Good story. Not too much angst before the happy ever after.
Very good story so far, but ch. 5 runs off the page, making it difficult to read in the normal print size, and impossible to read if enlarged. I had to copy the page and send it to myself in an email in order to read ch. 5.
Wonderful ending! Of course, I only expect awesome things from such a talented author. I often return to your fics for inspiration or just when I'm in the mood for something I know is good. Anyway, I was just cruising around Dennis Kucinich's website, and I found a picture of him and his wife, Elizabeth. They are sitting by the anvil! It says Gretna Green on it! I know it's not a huge deal, but I was pretty excited :) The link, if you or anyone is interested, is here: http://kucinich.us/index.php?option=com_content&task=view&id=44&Itemid=2Just scroll down a little past halfway.Thanks for writing and sharing,Sue
Very nice ending. I was curious about the significance of the anvil all the way through. That really tied the whole thing together. Well done :)
So I totally missed this update. I saw on my LJ the SS/HG digest had it listed as 'Complete' and was like What-what? When? Where?? What's going on here? Conveniently they post the link. :)Then I'm about 10 or so lines from the ending, and my computer does some kind of craziness that only computers can do and everything shuts down - in the middle of my reading! And again I found myself saying (with some serious agitation this time) What the hell is going on here!!??! Well, I finally got to finish this lovely fic, though with a small intermission. :) I love that Sev was willing to make a forever commitment AND that Hermione was willing to see how things go. I think it was a very realistic portrayal to have her choose the 'year and a day' ring rather than run headlong into a marriage with this man who had so recently been completely absent from her life - though I like to think they went back in that year and now BOTH parties have the 'forever and a day' rings. :)

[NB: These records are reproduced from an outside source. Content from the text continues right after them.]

//! Shared varint encoding and decoding utilities.
//!
//! This module provides functions for encoding and decoding variable-length integers
//! as used in the Avro binary format. Avro uses the same varint encoding as Protocol Buffers:
//! - Each byte has 7 bits of data and 1 continuation bit (MSB)
//! - The continuation bit indicates if more bytes follow
//! - Bytes are in little-endian order
//!
//! For signed integers, Avro uses zigzag encoding to map signed values to unsigned:
//! - 0 -> 0, -1 -> 1, 1 -> 2, -2 -> 3, 2 -> 4, ...
//! - Encoding formula: (n << 1) ^ (n >> 63)
//! - Decoding formula: (n >> 1) ^ -(n & 1)

use crate::error::DecodeError;
use crate::reader::cursor::Cursor;

/// Longest encoding of a 64-bit value.
pub const MAX_VARINT_LEN: usize = 10;

// ============================================================================
// Decoding Functions
// ============================================================================

/// Decode an unsigned variable-length integer.
///
/// # Errors
/// - `Truncated` at the varint's first byte if the input ends mid-varint
/// - `InvalidEncoding` if the varint runs past 10 bytes or its 10th byte
///   sets bits above bit 63
#[inline]
pub fn decode_varint(cursor: &mut Cursor<'_>) -> Result<u64, DecodeError> {
    let start = cursor.position();
    let mut result: u64 = 0;
    let mut shift: u32 = 0;

    loop {
        let byte = cursor.read_u8().map_err(|_| {
            let read = cursor.position() - start;
            DecodeError::truncated(start, read + 1, read)
        })?;

        // The 10th byte holds only bit 63; anything above 0x01 would be
        // dropped or continue past 64 bits
        if shift == 63 && byte > 0x01 {
            return Err(DecodeError::invalid(
                start,
                format!("varint longer than {} bytes or above u64::MAX", MAX_VARINT_LEN),
            ));
        }

        // Add the 7 data bits to the result
        result |= ((byte & 0x7F) as u64) << shift;

        // Check if this is the last byte (MSB is 0)
        if byte & 0x80 == 0 {
            return Ok(result);
        }

        shift += 7;
    }
}

/// Decode a signed variable-length integer (zigzag encoded).
#[inline]
pub fn decode_zigzag(cursor: &mut Cursor<'_>) -> Result<i64, DecodeError> {
    let unsigned = decode_varint(cursor)?;
    // Zigzag decode: (n >> 1) ^ -(n & 1)
    Ok(((unsigned >> 1) as i64) ^ (-((unsigned & 1) as i64)))
}

// ============================================================================
// Encoding Functions
// ============================================================================

/// Append an unsigned variable-length integer to `out`.
#[inline]
pub fn write_varint(out: &mut Vec<u8>, mut value: u64) {
    loop {
        let mut byte = (value & 0x7F) as u8;
        value >>= 7;
        if value != 0 {
            byte |= 0x80; // Set continuation bit
        }
        out.push(byte);
        if value == 0 {
            break;
        }
    }
}

/// Append a zigzag-encoded signed integer to `out`.
#[inline]
pub fn write_zigzag(out: &mut Vec<u8>, value: i64) {
    // Zigzag encode: (n << 1) ^ (n >> 63)
    write_varint(out, ((value << 1) ^ (value >> 63)) as u64);
}

/// Encode an unsigned integer as a variable-length integer.
pub fn encode_varint(value: u64) -> Vec<u8> {
    let mut out = Vec::with_capacity(MAX_VARINT_LEN);
    write_varint(&mut out, value);
    out
}

/// Encode a signed integer as a zigzag-encoded variable-length integer.
pub fn encode_zigzag(value: i64) -> Vec<u8> {
    let mut out = Vec::with_capacity(MAX_VARINT_LEN);
    write_zigzag(&mut out, value);
    out
}
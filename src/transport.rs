//! Hex transport encoding of payloads.
//!
//! Hosts hand binary payloads over as hex text. Decoding is
//! case-insensitive and ignores surrounding ASCII whitespace.

use crate::error::InputError;

/// Decode hex text into bytes.
///
/// # Errors
/// - `InvalidDigit` for the first character that is not a hex digit; `index`
///   counts characters of `text` as given, leading whitespace included
/// - `OddLength` if the digit count is odd
pub fn decode_hex(text: &str) -> Result<Vec<u8>, InputError> {
    let is_space = |c: char| c.is_ascii_whitespace();
    let leading = text.len() - text.trim_start_matches(is_space).len();
    let digits = text.trim_matches(is_space);

    if let Some((index, character)) = digits
        .chars()
        .enumerate()
        .find(|(_, c)| !c.is_ascii_hexdigit())
    {
        return Err(InputError::InvalidDigit {
            character,
            index: leading + index,
        });
    }

    if digits.len() % 2 != 0 {
        return Err(InputError::OddLength {
            length: digits.len(),
        });
    }

    hex::decode(digits).map_err(|err| match err {
        hex::FromHexError::InvalidHexCharacter { c, index } => InputError::InvalidDigit {
            character: c,
            index: leading + index,
        },
        _ => InputError::OddLength {
            length: digits.len(),
        },
    })
}

/// Encode bytes as lowercase hex text.
pub fn encode_hex(bytes: &[u8]) -> String {
    hex::encode(bytes)
}
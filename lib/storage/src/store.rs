//! The durable storage abstraction.

use async_trait::async_trait;

use crate::error::StorageError;

/// Key holding the raw bearer token.
pub const AUTH_TOKEN_KEY: &str = "auth_token";

/// Key holding the JSON-serialized user profile.
pub const USER_DATA_KEY: &str = "user_data";

/// String key/value storage that survives process restarts.
#[async_trait]
pub trait DurableStore: Send + Sync {
    /// Reads a value.
    ///
    /// # Errors
    ///
    /// Returns an error if the backing storage cannot be read.
    async fn get(&self, key: &str) -> Result<Option<String>, StorageError>;

    /// Writes a value, replacing any previous one.
    async fn set(&self, key: &str, value: &str) -> Result<(), StorageError>;

    /// Deletes a value. Deleting a missing key is not an error.
    async fn remove(&self, key: &str) -> Result<(), StorageError>;

    /// Writes several values. Backends that can do so write them in one step.
    async fn set_all(&self, entries: &[(&str, &str)]) -> Result<(), StorageError> {
        for (key, value) in entries {
            self.set(key, value).await?;
        }
        Ok(())
    }

    /// Deletes several values. Backends that can do so delete them in one step.
    async fn remove_all(&self, keys: &[&str]) -> Result<(), StorageError> {
        for key in keys {
            self.remove(key).await?;
        }
        Ok(())
    }
}
//! Request layer error types.

use clubhouse_core::UNREACHABLE_MESSAGE;
use std::fmt;

/// Errors from API requests.
#[derive(Debug, Clone, PartialEq, Eq)]
pub enum ApiError {
    /// The server could not be reached (connection refused, DNS, timeout).
    Unreachable { url: String, reason: String },
    /// The server answered with a non-2xx status.
    ///
    /// `message` is derived from the response body.
    Http { status: u16, message: String },
    /// A 2xx body could not be decoded into the expected type.
    Decode { url: String, reason: String },
    /// A request body could not be serialized.
    Encode { reason: String },
    /// The HTTP client could not be constructed.
    Client { reason: String },
}

impl ApiError {
    /// Returns the HTTP status, if the server answered.
    #[must_use]
    pub fn status(&self) -> Option<u16> {
        match self {
            Self::Http { status, .. } => Some(*status),
            _ => None,
        }
    }

    #[must_use]
    pub fn is_unauthorized(&self) -> bool {
        self.status() == Some(401)
    }

    #[must_use]
    pub fn is_unreachable(&self) -> bool {
        matches!(self, Self::Unreachable { .. })
    }

    /// Text suitable for showing to the user.
    #[must_use]
    pub fn user_message(&self) -> String {
        match self {
            Self::Unreachable { .. } => UNREACHABLE_MESSAGE.to_string(),
            Self::Http { message, .. } => message.clone(),
            Self::Decode { .. } => {
                "The server sent a response the client could not read.".to_string()
            }
            Self::Encode { .. } | Self::Client { .. } => {
                "The request could not be sent.".to_string()
            }
        }
    }
}

impl fmt::Display for ApiError {
    fn fmt(&self, f: &mut fmt::Formatter<'_>) -> fmt::Result {
        match self {
            Self::Unreachable { url, reason } => {
                write!(f, "cannot reach server at '{url}': {reason}")
            }
            Self::Http { status, message } => {
                write!(f, "request failed with HTTP {status}: {message}")
            }
            Self::Decode { url, reason } => {
                write!(f, "failed to decode response from '{url}': {reason}")
            }
            Self::Encode { reason } => {
                write!(f, "failed to encode request body: {reason}")
            }
            Self::Client { reason } => {
                write!(f, "invalid HTTP client or request: {reason}")
            }
        }
    }
}

impl std::error::Error for ApiError {}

Such a lovely ending to a very enjoyable story.
Thank you for this delightful tale. I find it amusing that both Hermione and Hannah wanted their men to do something, but didn't make it clear to the men what they wanted. That seems to be a problem in our American culture, at least. Young women think men are either mind-readers, or that the men understand that women say stupid things, like 'go' when they mean stay.A hint to all young women reading this: If you want your fellow to do something, make it Perfectly Clear to him. Do not be afraid to write it out as well as telling him. Post-It notes to remind him may be useful, although many men have excellent memories. Some men are so happy that a woman will simply TELL him what she wants, that she will become the woman of his dreams thereby.
As always, love your stories!
Thanks for the sweet story. The happy ending junkie needs her fix! Thanks for your work!
Another wondrous story, Subversa! You always come up with the most interesting plotlines, generously mixed with romance, humor, drama, a smut! Thanks so much for sharing this lastest one!
Great job in redeeming Snape in the last two chapters. Thanks for sharing another excellent story.
what a wonderful seory thank you i need a quick read and a happy ending
awwwwww.... so sweet! *sniff*sniff* tissue please? such a moving proposal! will there be an epilogue?
great story :)
Gotta know when to fold 'em , know when to hold 'em, know when to walk away and know when to run.....don't run too fast Sev!
He is so damn sexy isn't he. The Gay Gordon is great, nice simple dance and you get to dance with all the blokes, ok you get some handsome princes, but you get a few frogs! Was at a dance the other week and boy was I glad to see my husband coming back around the circle.. lots of frogs that night.. old ones too!
That was adorable. Nice of him to get Hannah there for Neville.